*** PROVIDED MATERIAL ***

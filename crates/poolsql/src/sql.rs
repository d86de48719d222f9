//! The built statement.
//!
//! A [`Statement`] stores raw SQL pieces and bound values separately. It has
//! two renderings:
//!
//! - [`Statement::to_sql`] emits `$1, $2, ...` placeholders; this is what gets
//!   executed, together with [`Statement::params`].
//! - [`Statement::to_literal_sql`] inlines every value at its placeholder
//!   position. It exists for snapshot comparisons against the legacy literal
//!   output and is never sent to the database by this crate.
//!
//! # Example
//!
//! ```ignore
//! use poolsql::{QueryParams, TableProfile, TenantSchema};
//!
//! let schema = TenantSchema::new("Pool-Main")?;
//! let params = QueryParams::parse("timestamp=ge1&type=primary");
//! let stmt = TableProfile::current_network().select(&schema, &params)?;
//!
//! assert_eq!(
//!     stmt.to_sql(),
//!     r#"SELECT * FROM "Pool-Main".current_network WHERE timestamp >= $1 AND type = $2;"#
//! );
//! let rows = stmt.fetch_all(&client).await?;
//! ```

use crate::client::GenericClient;
use crate::error::QueryResult;
use crate::ident::{Ident, TenantSchema};
use crate::value::Value;
use std::fmt::Write;
use tokio_postgres::Row;
use tokio_postgres::types::ToSql;

#[derive(Debug, Clone, PartialEq)]
enum SqlPart {
    Raw(String),
    Param,
}

/// A bound value plus the text it renders as in the literal form.
#[derive(Debug, Clone, PartialEq)]
struct Bound {
    value: Value,
    literal: String,
    /// Placeholder cast (`$1::numeric`); the literal form omits it.
    cast: Option<&'static str>,
}

/// A finished SQL statement with its bound parameters.
#[derive(Debug, Clone, PartialEq, Default)]
pub struct Statement {
    parts: Vec<SqlPart>,
    params: Vec<Bound>,
}

impl Statement {
    /// Create a new statement with an initial SQL fragment.
    pub fn new(initial_sql: impl Into<String>) -> Self {
        Self {
            parts: vec![SqlPart::Raw(initial_sql.into())],
            params: Vec::new(),
        }
    }

    /// Create an empty statement.
    pub fn empty() -> Self {
        Self::default()
    }

    /// Append raw SQL (no parameters).
    pub fn push(&mut self, sql: &str) -> &mut Self {
        if sql.is_empty() {
            return self;
        }

        match self.parts.last_mut() {
            Some(SqlPart::Raw(last)) => last.push_str(sql),
            _ => self.parts.push(SqlPart::Raw(sql.to_string())),
        }
        self
    }

    /// Append a validated identifier.
    pub fn push_ident(&mut self, ident: &Ident) -> &mut Self {
        self.push(ident.as_str())
    }

    /// Append `"<schema>".<table>`.
    pub fn push_table(&mut self, schema: &TenantSchema, table: &Ident) -> &mut Self {
        let mut name = String::with_capacity(schema.name().len() + table.as_str().len() + 3);
        schema.write_sql(&mut name);
        name.push('.');
        name.push_str(table.as_str());
        self.push(&name)
    }

    /// Append a placeholder and bind `value`; the literal form renders the
    /// value's own literal.
    pub fn push_bind(&mut self, value: impl Into<Value>) -> &mut Self {
        let value = value.into();
        let literal = value.to_literal();
        self.push_bound(value, literal)
    }

    /// Append a placeholder and bind `value`; the literal form renders `raw`
    /// exactly as given.
    pub fn push_bind_verbatim(&mut self, value: impl Into<Value>, raw: &str) -> &mut Self {
        self.push_bound(value.into(), raw.to_string())
    }

    /// Like [`push_bind_verbatim`](Self::push_bind_verbatim), but the
    /// placeholder is rendered as `$n::<cast>`.
    pub fn push_bind_cast(
        &mut self,
        value: impl Into<Value>,
        raw: &str,
        cast: &'static str,
    ) -> &mut Self {
        self.push_bound(value.into(), raw.to_string());
        if let Some(last) = self.params.last_mut() {
            last.cast = Some(cast);
        }
        self
    }

    fn push_bound(&mut self, value: Value, literal: String) -> &mut Self {
        self.parts.push(SqlPart::Param);
        self.params.push(Bound {
            value,
            literal,
            cast: None,
        });
        self
    }

    /// Append a comma-separated list of placeholders and bind all values.
    ///
    /// If `values` is empty, this appends `NULL` (so `IN (NULL)` is valid SQL).
    pub fn push_bind_list<T>(&mut self, values: impl IntoIterator<Item = T>) -> &mut Self
    where
        T: Into<Value>,
    {
        let mut iter = values.into_iter();
        let Some(first) = iter.next() else {
            return self.push("NULL");
        };

        self.push_bind(first);
        for v in iter {
            self.push(", ");
            self.push_bind(v);
        }
        self
    }

    /// Render SQL with `$1, $2, ...` placeholders.
    pub fn to_sql(&self) -> String {
        let mut out = String::new();
        let mut bound = self.params.iter().enumerate();

        for part in &self.parts {
            match part {
                SqlPart::Raw(s) => out.push_str(s),
                SqlPart::Param => {
                    if let Some((i, b)) = bound.next() {
                        let _ = write!(&mut out, "${}", i + 1);
                        if let Some(cast) = b.cast {
                            let _ = write!(&mut out, "::{cast}");
                        }
                    }
                }
            }
        }
        out
    }

    /// Render SQL with every bound value inlined.
    pub fn to_literal_sql(&self) -> String {
        let mut out = String::new();
        let mut bound = self.params.iter();

        for part in &self.parts {
            match part {
                SqlPart::Raw(s) => out.push_str(s),
                SqlPart::Param => {
                    if let Some(b) = bound.next() {
                        out.push_str(&b.literal);
                    }
                }
            }
        }
        out
    }

    /// Bound values in placeholder order.
    pub fn params(&self) -> impl ExactSizeIterator<Item = &Value> {
        self.params.iter().map(|b| &b.value)
    }

    /// Number of bound values.
    pub fn param_count(&self) -> usize {
        self.params.len()
    }

    /// Parameter refs compatible with `tokio-postgres`.
    pub fn params_ref(&self) -> Vec<&(dyn ToSql + Sync)> {
        self.params
            .iter()
            .map(|b| &b.value as &(dyn ToSql + Sync))
            .collect()
    }

    /// Execute the statement and return all rows.
    pub async fn fetch_all(&self, conn: &impl GenericClient) -> QueryResult<Vec<Row>> {
        let sql = self.to_sql();
        let params = self.params_ref();
        conn.query(&sql, &params).await
    }

    /// Execute the statement and return the affected row count.
    pub async fn execute(&self, conn: &impl GenericClient) -> QueryResult<u64> {
        let sql = self.to_sql();
        let params = self.params_ref();
        conn.execute(&sql, &params).await
    }
}

#[cfg(test)]
mod tests {
    use super::*;

    #[test]
    fn builds_placeholders_in_order() {
        let mut q = Statement::new("SELECT * FROM t WHERE a = ");
        q.push_bind(1).push(" AND b = ").push_bind("x");

        assert_eq!(q.to_sql(), "SELECT * FROM t WHERE a = $1 AND b = $2");
        assert_eq!(q.to_literal_sql(), "SELECT * FROM t WHERE a = 1 AND b = 'x'");
        assert_eq!(q.params_ref().len(), 2);
    }

    #[test]
    fn verbatim_literal_is_kept_as_given() {
        let mut q = Statement::new("SELECT 1 WHERE a = ");
        q.push_bind_verbatim(Value::parse_numeric("007"), "007");

        assert_eq!(q.to_sql(), "SELECT 1 WHERE a = $1");
        assert_eq!(q.to_literal_sql(), "SELECT 1 WHERE a = 007");
        assert_eq!(q.params().next(), Some(&Value::Int(7)));
    }

    #[test]
    fn cast_only_shows_in_placeholder_form() {
        let mut q = Statement::new("SELECT 1 WHERE a > ");
        q.push_bind_cast(Value::Float(1.5), "1.5", "numeric")
            .push(" AND b = ")
            .push_bind(2);

        assert_eq!(q.to_sql(), "SELECT 1 WHERE a > $1::numeric AND b = $2");
        assert_eq!(q.to_literal_sql(), "SELECT 1 WHERE a > 1.5 AND b = 2");
        assert_eq!(q.param_count(), 2);
    }

    #[test]
    fn bind_list_renders_commas() {
        let mut q = Statement::new("DELETE FROM t WHERE id IN (");
        q.push_bind_list(vec![1, 2, 3]).push(")");
        assert_eq!(q.to_sql(), "DELETE FROM t WHERE id IN ($1, $2, $3)");
        assert_eq!(q.to_literal_sql(), "DELETE FROM t WHERE id IN (1, 2, 3)");
        assert_eq!(q.param_count(), 3);
    }

    #[test]
    fn bind_list_empty_is_valid_sql() {
        let mut q = Statement::new("DELETE FROM t WHERE id IN (");
        q.push_bind_list(Vec::<i64>::new()).push(")");
        assert_eq!(q.to_sql(), "DELETE FROM t WHERE id IN (NULL)");
        assert_eq!(q.param_count(), 0);
    }

    #[test]
    fn push_table_quotes_schema() {
        let schema = TenantSchema::new("Pool-Main").unwrap();
        let table = Ident::parse("current_network").unwrap();
        let mut q = Statement::new("SELECT * FROM ");
        q.push_table(&schema, &table);
        assert_eq!(q.to_sql(), r#"SELECT * FROM "Pool-Main".current_network"#);
    }

    #[test]
    fn empty_push_is_noop() {
        let mut q = Statement::empty();
        q.push("");
        assert_eq!(q.to_sql(), "");
        assert_eq!(q, Statement::empty());
    }
}
//! SELECT with filters, ordering and pagination.

use crate::condition::Filter;
use crate::error::QueryResult;
use crate::ident::{Ident, TenantSchema};
use crate::params::{QueryParams, SpecialParams};
use crate::registry::TableProfile;
use crate::sql::Statement;
use crate::value::Value;

/// `SELECT * FROM "<schema>".<table> [WHERE ...] [ORDER BY ...] [LIMIT ...] [OFFSET ...];`
///
/// Fails only when `order` is not a plain identifier.
pub fn select(
    profile: &TableProfile,
    schema: &TenantSchema,
    params: &QueryParams,
) -> QueryResult<Statement> {
    let mut stmt = Statement::new("SELECT * FROM ");
    stmt.push_table(schema, profile.table());
    push_filters(&mut stmt, profile, params);
    push_special(&mut stmt, &params.special())?;
    stmt.push(";");

    tracing::trace!(
        target: "poolsql.build",
        table = %profile.table(),
        param_count = stmt.param_count(),
        "built select"
    );
    Ok(stmt)
}

/// Append ` WHERE a <op> $1 AND b <op> $2 ...` for every recognized key, in
/// parameter order. Unrecognized keys are skipped; nothing is appended if no
/// key is recognized.
pub fn push_filters(stmt: &mut Statement, profile: &TableProfile, params: &QueryParams) {
    let recognized = params
        .iter()
        .filter_map(|(key, raw)| profile.column(key).map(|c| (c, raw)));

    for (idx, (column, raw)) in recognized.enumerate() {
        stmt.push(if idx == 0 { " WHERE " } else { " AND " });
        Filter::parse(column.name.as_str(), column.kind, raw).append_to(stmt);
    }
}

/// Append ` ORDER BY <col> ASC|DESC`, ` LIMIT $n` and ` OFFSET $n`, always in
/// that order.
pub fn push_special(stmt: &mut Statement, special: &SpecialParams<'_>) -> QueryResult<()> {
    if special.has_ordering() {
        let column = Ident::parse(special.order_column())?;
        stmt.push(" ORDER BY ")
            .push_ident(&column)
            .push(if special.is_ascending() { " ASC" } else { " DESC" });
    }
    if let Some(limit) = special.limit {
        stmt.push(" LIMIT ")
            .push_bind_verbatim(Value::parse_numeric(limit), limit);
    }
    if let Some(offset) = special.offset {
        stmt.push(" OFFSET ")
            .push_bind_verbatim(Value::parse_numeric(offset), offset);
    }
    Ok(())
}
use crate::config::LoggerConfig;
use tracing::Level;

/// A `tracing`-based hook that emits the SQL about to be executed.
///
/// Events go to target `poolsql.sql` with `tag`, `param_count` and `sql`
/// fields. Values are never logged, only their count.
#[derive(Debug, Clone)]
pub struct SqlTracer {
    /// Tracing event level to emit at.
    pub level: Level,
    /// Truncate long SQL strings (in bytes, on a char boundary). `None` means no truncation.
    pub max_sql_length: Option<usize>,
}

impl Default for SqlTracer {
    fn default() -> Self {
        Self {
            level: Level::DEBUG,
            max_sql_length: Some(200),
        }
    }
}

impl SqlTracer {
    pub fn new() -> Self {
        Self::default()
    }

    /// Use the level configured in the logger section.
    pub fn from_config(config: &LoggerConfig) -> Self {
        Self::default().level(config.level())
    }

    pub fn level(mut self, level: Level) -> Self {
        self.level = level;
        self
    }

    pub fn max_sql_length(mut self, len: usize) -> Self {
        self.max_sql_length = Some(len);
        self
    }

    pub fn no_truncate(mut self) -> Self {
        self.max_sql_length = None;
        self
    }

    pub(crate) fn truncate_sql<'a>(&self, sql: &'a str) -> std::borrow::Cow<'a, str> {
        match self.max_sql_length {
            Some(max) if sql.len() > max => {
                let mut end = max;
                while !sql.is_char_boundary(end) {
                    end -= 1;
                }
                format!("{}...", &sql[..end]).into()
            }
            _ => sql.into(),
        }
    }

    pub(crate) fn emit(&self, tag: Option<&str>, sql: &str, param_count: usize) {
        macro_rules! emit_at_level {
            ($level:expr, $($field:tt)*) => {
                match $level {
                    Level::ERROR => tracing::error!($($field)*),
                    Level::WARN  => tracing::warn!($($field)*),
                    Level::INFO  => tracing::info!($($field)*),
                    Level::DEBUG => tracing::debug!($($field)*),
                    _ => tracing::trace!($($field)*),
                }
            };
        }

        let tag = tag.unwrap_or("-");
        let sql = self.truncate_sql(sql);
        emit_at_level!(
            self.level,
            target: "poolsql.sql",
            tag,
            param_count,
            sql = %sql,
        );
    }
}

#[cfg(test)]
mod tests {
    use super::*;

    #[test]
    fn truncates_long_sql() {
        let tracer = SqlTracer::new().max_sql_length(6);
        assert_eq!(tracer.truncate_sql("SELECT * FROM t"), "SELECT...");
        assert_eq!(tracer.truncate_sql("SELECT"), "SELECT");
    }

    #[test]
    fn truncation_respects_char_boundaries() {
        let tracer = SqlTracer::new().max_sql_length(2);
        assert_eq!(tracer.truncate_sql("aé"), "a...");
    }

    #[test]
    fn no_truncate_keeps_everything() {
        let tracer = SqlTracer::new().no_truncate();
        let sql = "x".repeat(500);
        assert_eq!(tracer.truncate_sql(&sql).len(), 500);
    }
}
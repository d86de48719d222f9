//! Execution seam.
//!
//! Building statements never touches the database. Running them goes through
//! [`GenericClient`], which is implemented for plain `tokio-postgres` clients,
//! transactions, pooled clients (feature `pool`) and [`TracedClient`].

use crate::error::{QueryError, QueryResult};
use crate::trace::SqlTracer;
use std::future::Future;
use tokio_postgres::Row;
use tokio_postgres::types::ToSql;

/// A trait that unifies database clients and transactions.
pub trait GenericClient: Send + Sync {
    /// Execute a query and return all rows.
    fn query(
        &self,
        sql: &str,
        params: &[&(dyn ToSql + Sync)],
    ) -> impl Future<Output = QueryResult<Vec<Row>>> + Send;

    /// Execute a statement and return the number of affected rows.
    fn execute(
        &self,
        sql: &str,
        params: &[&(dyn ToSql + Sync)],
    ) -> impl Future<Output = QueryResult<u64>> + Send;
}

impl GenericClient for tokio_postgres::Client {
    async fn query(&self, sql: &str, params: &[&(dyn ToSql + Sync)]) -> QueryResult<Vec<Row>> {
        tokio_postgres::Client::query(self, sql, params)
            .await
            .map_err(QueryError::from_db_error)
    }

    async fn execute(&self, sql: &str, params: &[&(dyn ToSql + Sync)]) -> QueryResult<u64> {
        tokio_postgres::Client::execute(self, sql, params)
            .await
            .map_err(QueryError::from_db_error)
    }
}

impl GenericClient for tokio_postgres::Transaction<'_> {
    async fn query(&self, sql: &str, params: &[&(dyn ToSql + Sync)]) -> QueryResult<Vec<Row>> {
        tokio_postgres::Transaction::query(self, sql, params)
            .await
            .map_err(QueryError::from_db_error)
    }

    async fn execute(&self, sql: &str, params: &[&(dyn ToSql + Sync)]) -> QueryResult<u64> {
        tokio_postgres::Transaction::execute(self, sql, params)
            .await
            .map_err(QueryError::from_db_error)
    }
}

#[cfg(feature = "pool")]
impl GenericClient for deadpool_postgres::Client {
    async fn query(&self, sql: &str, params: &[&(dyn ToSql + Sync)]) -> QueryResult<Vec<Row>> {
        // Delegate to the deref target (ClientWrapper / tokio_postgres::Client).
        GenericClient::query(&**self, sql, params).await
    }

    async fn execute(&self, sql: &str, params: &[&(dyn ToSql + Sync)]) -> QueryResult<u64> {
        GenericClient::execute(&**self, sql, params).await
    }
}

#[cfg(feature = "pool")]
impl GenericClient for deadpool_postgres::ClientWrapper {
    async fn query(&self, sql: &str, params: &[&(dyn ToSql + Sync)]) -> QueryResult<Vec<Row>> {
        GenericClient::query(&**self, sql, params).await
    }

    async fn execute(&self, sql: &str, params: &[&(dyn ToSql + Sync)]) -> QueryResult<u64> {
        GenericClient::execute(&**self, sql, params).await
    }
}

#[cfg(feature = "pool")]
impl GenericClient for deadpool_postgres::Transaction<'_> {
    async fn query(&self, sql: &str, params: &[&(dyn ToSql + Sync)]) -> QueryResult<Vec<Row>> {
        GenericClient::query(&**self, sql, params).await
    }

    async fn execute(&self, sql: &str, params: &[&(dyn ToSql + Sync)]) -> QueryResult<u64> {
        GenericClient::execute(&**self, sql, params).await
    }
}

/// Wraps a client and logs every statement through a [`SqlTracer`] before
/// running it.
///
/// ```ignore
/// let client = TracedClient::new(client, SqlTracer::from_config(&config.logger));
/// stmt.fetch_all(&client).await?;
/// ```
#[derive(Debug)]
pub struct TracedClient<C> {
    inner: C,
    tracer: SqlTracer,
    tag: Option<String>,
}

impl<C: GenericClient> TracedClient<C> {
    pub fn new(inner: C, tracer: SqlTracer) -> Self {
        Self {
            inner,
            tracer,
            tag: None,
        }
    }

    /// Attach a tag (for example the tenant schema) to every event.
    pub fn with_tag(mut self, tag: impl Into<String>) -> Self {
        self.tag = Some(tag.into());
        self
    }

    pub fn inner(&self) -> &C {
        &self.inner
    }

    pub fn into_inner(self) -> C {
        self.inner
    }
}

impl<C: GenericClient> GenericClient for TracedClient<C> {
    async fn query(&self, sql: &str, params: &[&(dyn ToSql + Sync)]) -> QueryResult<Vec<Row>> {
        self.tracer.emit(self.tag.as_deref(), sql, params.len());
        self.inner.query(sql, params).await
    }

    async fn execute(&self, sql: &str, params: &[&(dyn ToSql + Sync)]) -> QueryResult<u64> {
        self.tracer.emit(self.tag.as_deref(), sql, params.len());
        self.inner.execute(sql, params).await
    }
}
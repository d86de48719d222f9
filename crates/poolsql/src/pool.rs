//! Connection pool wiring (feature `pool`).
//!
//! Pooling itself is `deadpool-postgres`; this only turns a [`ClientConfig`]
//! into a pool whose clients implement [`GenericClient`](crate::GenericClient).

use crate::config::ClientConfig;
use crate::error::{QueryError, QueryResult};
use deadpool_postgres::{Manager, ManagerConfig, Pool, RecyclingMethod};
use tokio_postgres::NoTls;

/// Create a pool from the `[client]` section of the configuration.
///
/// ```ignore
/// let config = poolsql::Config::load("config.toml")?;
/// let pool = poolsql::create_pool(&config.client, 16)?;
/// let client = pool.get().await?;
/// let rows = stmt.fetch_all(&client).await?;
/// ```
pub fn create_pool(config: &ClientConfig, max_size: usize) -> QueryResult<Pool> {
    if config.tls {
        return Err(QueryError::Connection(
            "TLS connections need a TLS connector; build the pool with deadpool_postgres directly"
                .to_string(),
        ));
    }

    let manager_config = ManagerConfig {
        recycling_method: RecyclingMethod::Fast,
    };
    let mgr = Manager::from_config(config.to_pg_config(), NoTls, manager_config);
    Pool::builder(mgr)
        .max_size(max_size)
        .build()
        .map_err(|e| QueryError::Pool(e.to_string()))
}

***

YOUR INSTRUCTIONS —
Print, exactly as written, the first line of the records above and each line after it until the line with "at its placeholder", which is printed too.

RESULT —
filename crates/poolsql/src/sql.rs
repository d86de48719d222f9
//! The built statement.
//!
//! A [`Statement`] stores raw SQL pieces and bound values separately. It has
//! two renderings:
//!
//! - [`Statement::to_sql`] emits `$1, $2, ...` placeholders; this is what gets
//!   executed, together with [`Statement::params`].
//! - [`Statement::to_literal_sql`] inlines every value at its placeholder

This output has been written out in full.